====== THE DATA

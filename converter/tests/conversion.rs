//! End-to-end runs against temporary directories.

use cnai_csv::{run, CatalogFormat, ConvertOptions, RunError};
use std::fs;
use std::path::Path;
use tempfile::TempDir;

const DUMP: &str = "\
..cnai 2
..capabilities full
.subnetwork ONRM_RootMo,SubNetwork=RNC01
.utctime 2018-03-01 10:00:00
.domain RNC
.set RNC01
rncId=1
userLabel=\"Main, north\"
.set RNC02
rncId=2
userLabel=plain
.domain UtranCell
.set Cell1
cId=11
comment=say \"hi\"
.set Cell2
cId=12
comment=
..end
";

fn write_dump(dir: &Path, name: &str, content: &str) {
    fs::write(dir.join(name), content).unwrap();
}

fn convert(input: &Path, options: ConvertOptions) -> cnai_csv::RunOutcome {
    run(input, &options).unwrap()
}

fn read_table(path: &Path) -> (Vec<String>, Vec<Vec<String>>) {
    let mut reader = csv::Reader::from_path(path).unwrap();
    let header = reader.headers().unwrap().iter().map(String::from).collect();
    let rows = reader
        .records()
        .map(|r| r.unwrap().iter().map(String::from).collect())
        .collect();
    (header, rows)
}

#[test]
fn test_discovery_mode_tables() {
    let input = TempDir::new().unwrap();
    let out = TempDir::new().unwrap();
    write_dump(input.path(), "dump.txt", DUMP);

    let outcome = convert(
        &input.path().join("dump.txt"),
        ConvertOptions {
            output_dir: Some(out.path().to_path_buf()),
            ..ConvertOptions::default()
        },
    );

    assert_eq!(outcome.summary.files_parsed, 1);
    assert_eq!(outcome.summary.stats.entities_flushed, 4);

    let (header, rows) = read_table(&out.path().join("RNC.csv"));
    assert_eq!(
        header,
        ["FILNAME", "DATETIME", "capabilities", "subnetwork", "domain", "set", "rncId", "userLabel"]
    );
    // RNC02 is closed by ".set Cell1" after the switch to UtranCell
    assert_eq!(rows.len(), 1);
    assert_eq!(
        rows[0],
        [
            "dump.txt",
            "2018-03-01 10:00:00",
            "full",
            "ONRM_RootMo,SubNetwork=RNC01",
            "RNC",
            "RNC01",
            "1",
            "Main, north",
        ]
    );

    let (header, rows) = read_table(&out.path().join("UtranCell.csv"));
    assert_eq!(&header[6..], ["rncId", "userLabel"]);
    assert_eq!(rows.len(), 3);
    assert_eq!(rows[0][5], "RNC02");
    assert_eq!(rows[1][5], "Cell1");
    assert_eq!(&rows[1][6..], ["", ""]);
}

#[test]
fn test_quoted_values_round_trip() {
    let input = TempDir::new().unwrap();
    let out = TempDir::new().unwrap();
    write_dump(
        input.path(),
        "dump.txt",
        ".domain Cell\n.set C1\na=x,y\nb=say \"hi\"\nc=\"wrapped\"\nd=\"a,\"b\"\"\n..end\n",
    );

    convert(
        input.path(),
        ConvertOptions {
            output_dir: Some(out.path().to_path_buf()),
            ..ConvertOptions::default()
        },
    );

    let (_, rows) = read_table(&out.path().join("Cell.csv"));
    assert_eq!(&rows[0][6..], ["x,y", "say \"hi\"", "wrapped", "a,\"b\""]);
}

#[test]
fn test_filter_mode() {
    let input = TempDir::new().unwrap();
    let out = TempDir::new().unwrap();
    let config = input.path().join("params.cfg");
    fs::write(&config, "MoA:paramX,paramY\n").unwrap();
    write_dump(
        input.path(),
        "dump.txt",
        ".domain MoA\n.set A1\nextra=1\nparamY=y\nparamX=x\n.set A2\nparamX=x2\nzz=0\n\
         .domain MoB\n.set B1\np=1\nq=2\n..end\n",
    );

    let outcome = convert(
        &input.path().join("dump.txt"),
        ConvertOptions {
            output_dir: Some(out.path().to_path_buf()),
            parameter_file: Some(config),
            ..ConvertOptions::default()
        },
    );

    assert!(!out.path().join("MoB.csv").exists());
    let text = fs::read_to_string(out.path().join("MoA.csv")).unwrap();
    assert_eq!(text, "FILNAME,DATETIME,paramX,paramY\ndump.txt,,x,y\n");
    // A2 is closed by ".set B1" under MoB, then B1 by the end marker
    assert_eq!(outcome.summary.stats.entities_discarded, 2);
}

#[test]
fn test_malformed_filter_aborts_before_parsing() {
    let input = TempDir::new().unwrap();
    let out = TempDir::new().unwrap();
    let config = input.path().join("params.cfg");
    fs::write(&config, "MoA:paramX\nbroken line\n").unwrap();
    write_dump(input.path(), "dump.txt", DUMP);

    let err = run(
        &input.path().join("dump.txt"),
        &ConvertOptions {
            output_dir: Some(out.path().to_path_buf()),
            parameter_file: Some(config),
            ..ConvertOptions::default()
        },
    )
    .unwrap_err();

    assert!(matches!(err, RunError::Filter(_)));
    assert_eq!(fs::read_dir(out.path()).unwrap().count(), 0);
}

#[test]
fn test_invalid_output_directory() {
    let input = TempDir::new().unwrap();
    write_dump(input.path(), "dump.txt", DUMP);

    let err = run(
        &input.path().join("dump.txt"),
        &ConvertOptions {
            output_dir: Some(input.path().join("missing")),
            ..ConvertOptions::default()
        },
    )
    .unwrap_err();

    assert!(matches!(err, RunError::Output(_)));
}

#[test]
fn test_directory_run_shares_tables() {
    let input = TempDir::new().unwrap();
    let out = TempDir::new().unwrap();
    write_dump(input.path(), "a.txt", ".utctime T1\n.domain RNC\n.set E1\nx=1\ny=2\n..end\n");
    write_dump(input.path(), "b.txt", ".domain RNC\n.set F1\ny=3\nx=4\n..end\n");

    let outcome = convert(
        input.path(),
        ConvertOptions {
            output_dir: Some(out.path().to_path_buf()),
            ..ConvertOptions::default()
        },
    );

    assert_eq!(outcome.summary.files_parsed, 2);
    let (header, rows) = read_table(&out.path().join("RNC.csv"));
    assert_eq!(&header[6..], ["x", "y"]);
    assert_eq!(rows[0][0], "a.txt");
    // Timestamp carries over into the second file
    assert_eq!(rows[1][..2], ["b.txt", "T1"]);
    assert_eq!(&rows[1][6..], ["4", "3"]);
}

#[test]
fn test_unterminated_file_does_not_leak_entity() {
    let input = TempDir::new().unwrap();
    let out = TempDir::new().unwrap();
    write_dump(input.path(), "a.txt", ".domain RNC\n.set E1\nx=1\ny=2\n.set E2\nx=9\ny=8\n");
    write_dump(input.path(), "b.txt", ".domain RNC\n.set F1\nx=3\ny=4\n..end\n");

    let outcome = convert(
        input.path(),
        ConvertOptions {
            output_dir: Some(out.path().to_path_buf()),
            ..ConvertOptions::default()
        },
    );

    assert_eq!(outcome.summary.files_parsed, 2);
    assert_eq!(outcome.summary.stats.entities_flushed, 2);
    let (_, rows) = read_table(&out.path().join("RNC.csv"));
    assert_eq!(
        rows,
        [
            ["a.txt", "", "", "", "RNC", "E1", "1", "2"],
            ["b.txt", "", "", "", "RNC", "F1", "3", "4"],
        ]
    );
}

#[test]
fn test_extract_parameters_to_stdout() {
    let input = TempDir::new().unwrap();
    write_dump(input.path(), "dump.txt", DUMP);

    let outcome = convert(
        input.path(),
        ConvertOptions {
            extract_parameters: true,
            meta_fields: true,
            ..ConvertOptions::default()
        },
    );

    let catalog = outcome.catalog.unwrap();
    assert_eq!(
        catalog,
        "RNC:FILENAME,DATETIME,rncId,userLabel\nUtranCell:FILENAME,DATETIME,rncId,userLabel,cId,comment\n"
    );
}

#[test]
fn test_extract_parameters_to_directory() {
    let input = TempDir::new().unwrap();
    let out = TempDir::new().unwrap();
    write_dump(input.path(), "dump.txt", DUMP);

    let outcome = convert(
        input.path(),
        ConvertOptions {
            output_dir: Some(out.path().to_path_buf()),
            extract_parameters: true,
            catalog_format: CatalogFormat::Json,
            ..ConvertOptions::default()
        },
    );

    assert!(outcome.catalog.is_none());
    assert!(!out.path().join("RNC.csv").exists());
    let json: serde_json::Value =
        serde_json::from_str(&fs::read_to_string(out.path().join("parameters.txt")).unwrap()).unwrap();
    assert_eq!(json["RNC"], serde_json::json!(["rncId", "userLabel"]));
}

============
====== THE DATA

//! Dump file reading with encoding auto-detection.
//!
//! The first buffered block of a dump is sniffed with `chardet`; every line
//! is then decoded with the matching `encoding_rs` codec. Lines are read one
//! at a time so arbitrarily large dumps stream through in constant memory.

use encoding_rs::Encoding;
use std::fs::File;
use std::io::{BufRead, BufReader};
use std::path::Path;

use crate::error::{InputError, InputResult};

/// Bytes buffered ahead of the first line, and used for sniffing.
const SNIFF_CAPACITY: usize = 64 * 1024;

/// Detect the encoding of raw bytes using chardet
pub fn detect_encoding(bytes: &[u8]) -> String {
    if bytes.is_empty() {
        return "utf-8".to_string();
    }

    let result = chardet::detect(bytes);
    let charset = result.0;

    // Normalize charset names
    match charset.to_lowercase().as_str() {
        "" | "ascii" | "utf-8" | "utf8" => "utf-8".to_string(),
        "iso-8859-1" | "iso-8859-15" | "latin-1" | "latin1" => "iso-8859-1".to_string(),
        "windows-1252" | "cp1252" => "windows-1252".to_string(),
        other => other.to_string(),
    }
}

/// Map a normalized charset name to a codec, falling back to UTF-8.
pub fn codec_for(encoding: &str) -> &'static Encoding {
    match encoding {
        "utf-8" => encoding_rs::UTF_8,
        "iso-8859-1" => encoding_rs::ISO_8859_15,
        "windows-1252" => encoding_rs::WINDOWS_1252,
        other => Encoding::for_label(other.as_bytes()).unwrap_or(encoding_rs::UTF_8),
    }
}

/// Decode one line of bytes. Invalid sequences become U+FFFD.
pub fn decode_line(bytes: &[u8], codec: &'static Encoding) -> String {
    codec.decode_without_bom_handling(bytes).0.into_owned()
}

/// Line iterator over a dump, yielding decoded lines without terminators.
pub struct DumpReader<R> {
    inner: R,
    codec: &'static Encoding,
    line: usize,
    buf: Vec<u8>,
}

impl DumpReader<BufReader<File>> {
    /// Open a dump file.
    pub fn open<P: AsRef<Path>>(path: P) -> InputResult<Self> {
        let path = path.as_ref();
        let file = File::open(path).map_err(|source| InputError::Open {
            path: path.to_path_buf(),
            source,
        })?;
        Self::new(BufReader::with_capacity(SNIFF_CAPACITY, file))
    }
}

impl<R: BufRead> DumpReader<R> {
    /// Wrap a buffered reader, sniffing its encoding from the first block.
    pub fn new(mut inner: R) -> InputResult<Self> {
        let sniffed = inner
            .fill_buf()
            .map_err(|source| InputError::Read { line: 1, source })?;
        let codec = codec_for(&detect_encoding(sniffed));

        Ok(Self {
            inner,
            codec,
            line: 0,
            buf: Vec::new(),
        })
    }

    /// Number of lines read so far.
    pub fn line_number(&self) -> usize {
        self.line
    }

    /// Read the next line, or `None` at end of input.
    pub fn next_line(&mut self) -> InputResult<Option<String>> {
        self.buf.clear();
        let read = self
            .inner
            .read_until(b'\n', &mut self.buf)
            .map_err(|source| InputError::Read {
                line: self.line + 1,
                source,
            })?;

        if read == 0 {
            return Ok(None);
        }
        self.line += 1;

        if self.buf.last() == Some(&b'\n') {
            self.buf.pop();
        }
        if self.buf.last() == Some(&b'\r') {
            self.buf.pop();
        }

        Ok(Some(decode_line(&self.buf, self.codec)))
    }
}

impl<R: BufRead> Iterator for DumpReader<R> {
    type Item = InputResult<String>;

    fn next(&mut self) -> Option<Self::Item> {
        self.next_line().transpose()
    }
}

============
====== THE DATA

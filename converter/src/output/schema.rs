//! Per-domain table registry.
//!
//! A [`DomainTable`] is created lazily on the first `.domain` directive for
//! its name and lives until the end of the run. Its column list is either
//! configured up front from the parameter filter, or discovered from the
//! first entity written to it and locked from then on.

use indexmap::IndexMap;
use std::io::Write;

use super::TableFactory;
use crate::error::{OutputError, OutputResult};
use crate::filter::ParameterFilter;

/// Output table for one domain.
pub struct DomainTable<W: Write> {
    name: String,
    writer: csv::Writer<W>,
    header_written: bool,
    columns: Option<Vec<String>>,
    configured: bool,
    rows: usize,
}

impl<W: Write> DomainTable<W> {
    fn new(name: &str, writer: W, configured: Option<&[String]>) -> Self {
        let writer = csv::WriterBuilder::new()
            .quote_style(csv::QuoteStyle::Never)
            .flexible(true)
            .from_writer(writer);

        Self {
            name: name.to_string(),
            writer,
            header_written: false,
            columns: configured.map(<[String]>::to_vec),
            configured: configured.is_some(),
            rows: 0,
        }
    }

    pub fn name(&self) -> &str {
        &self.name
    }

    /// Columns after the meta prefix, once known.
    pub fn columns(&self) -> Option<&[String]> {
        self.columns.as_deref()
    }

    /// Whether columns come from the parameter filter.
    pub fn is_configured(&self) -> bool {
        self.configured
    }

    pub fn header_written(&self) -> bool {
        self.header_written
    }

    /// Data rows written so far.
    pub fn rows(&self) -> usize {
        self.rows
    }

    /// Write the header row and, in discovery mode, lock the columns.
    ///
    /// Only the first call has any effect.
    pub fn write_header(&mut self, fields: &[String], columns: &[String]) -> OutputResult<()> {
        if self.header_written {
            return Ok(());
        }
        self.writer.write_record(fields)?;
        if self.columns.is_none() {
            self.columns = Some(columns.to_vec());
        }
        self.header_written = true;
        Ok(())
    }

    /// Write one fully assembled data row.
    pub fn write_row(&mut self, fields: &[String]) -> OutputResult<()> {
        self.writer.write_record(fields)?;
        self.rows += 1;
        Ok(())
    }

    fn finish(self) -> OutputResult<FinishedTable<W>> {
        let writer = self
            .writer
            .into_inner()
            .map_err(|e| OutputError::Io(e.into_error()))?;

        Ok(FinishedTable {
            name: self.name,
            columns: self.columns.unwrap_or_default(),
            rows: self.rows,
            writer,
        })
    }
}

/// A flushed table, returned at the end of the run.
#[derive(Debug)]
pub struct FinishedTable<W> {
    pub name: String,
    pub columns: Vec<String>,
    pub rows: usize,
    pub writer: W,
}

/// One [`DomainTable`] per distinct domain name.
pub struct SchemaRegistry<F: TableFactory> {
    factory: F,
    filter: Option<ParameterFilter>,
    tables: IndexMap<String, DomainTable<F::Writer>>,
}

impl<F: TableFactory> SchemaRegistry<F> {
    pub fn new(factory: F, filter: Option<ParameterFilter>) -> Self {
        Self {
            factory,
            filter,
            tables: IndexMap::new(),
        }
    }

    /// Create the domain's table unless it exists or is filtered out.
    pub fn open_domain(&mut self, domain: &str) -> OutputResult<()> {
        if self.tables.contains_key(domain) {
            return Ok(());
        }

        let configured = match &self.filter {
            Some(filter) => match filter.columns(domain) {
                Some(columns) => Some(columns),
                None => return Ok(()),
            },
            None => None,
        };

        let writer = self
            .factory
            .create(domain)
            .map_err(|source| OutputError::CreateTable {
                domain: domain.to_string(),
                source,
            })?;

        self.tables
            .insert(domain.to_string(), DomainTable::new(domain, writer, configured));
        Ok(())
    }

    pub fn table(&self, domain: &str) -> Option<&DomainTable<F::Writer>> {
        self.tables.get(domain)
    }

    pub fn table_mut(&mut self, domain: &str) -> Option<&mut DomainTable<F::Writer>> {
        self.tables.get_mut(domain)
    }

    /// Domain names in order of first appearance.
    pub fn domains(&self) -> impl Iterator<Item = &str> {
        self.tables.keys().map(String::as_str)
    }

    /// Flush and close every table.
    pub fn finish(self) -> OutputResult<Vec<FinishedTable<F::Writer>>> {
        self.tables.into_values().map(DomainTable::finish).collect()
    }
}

============

▸ **ACTION ITEM**:
Answer only with how many lines in the records include "DATETIME".

▸ **COMPLETED EXERCISE**:
3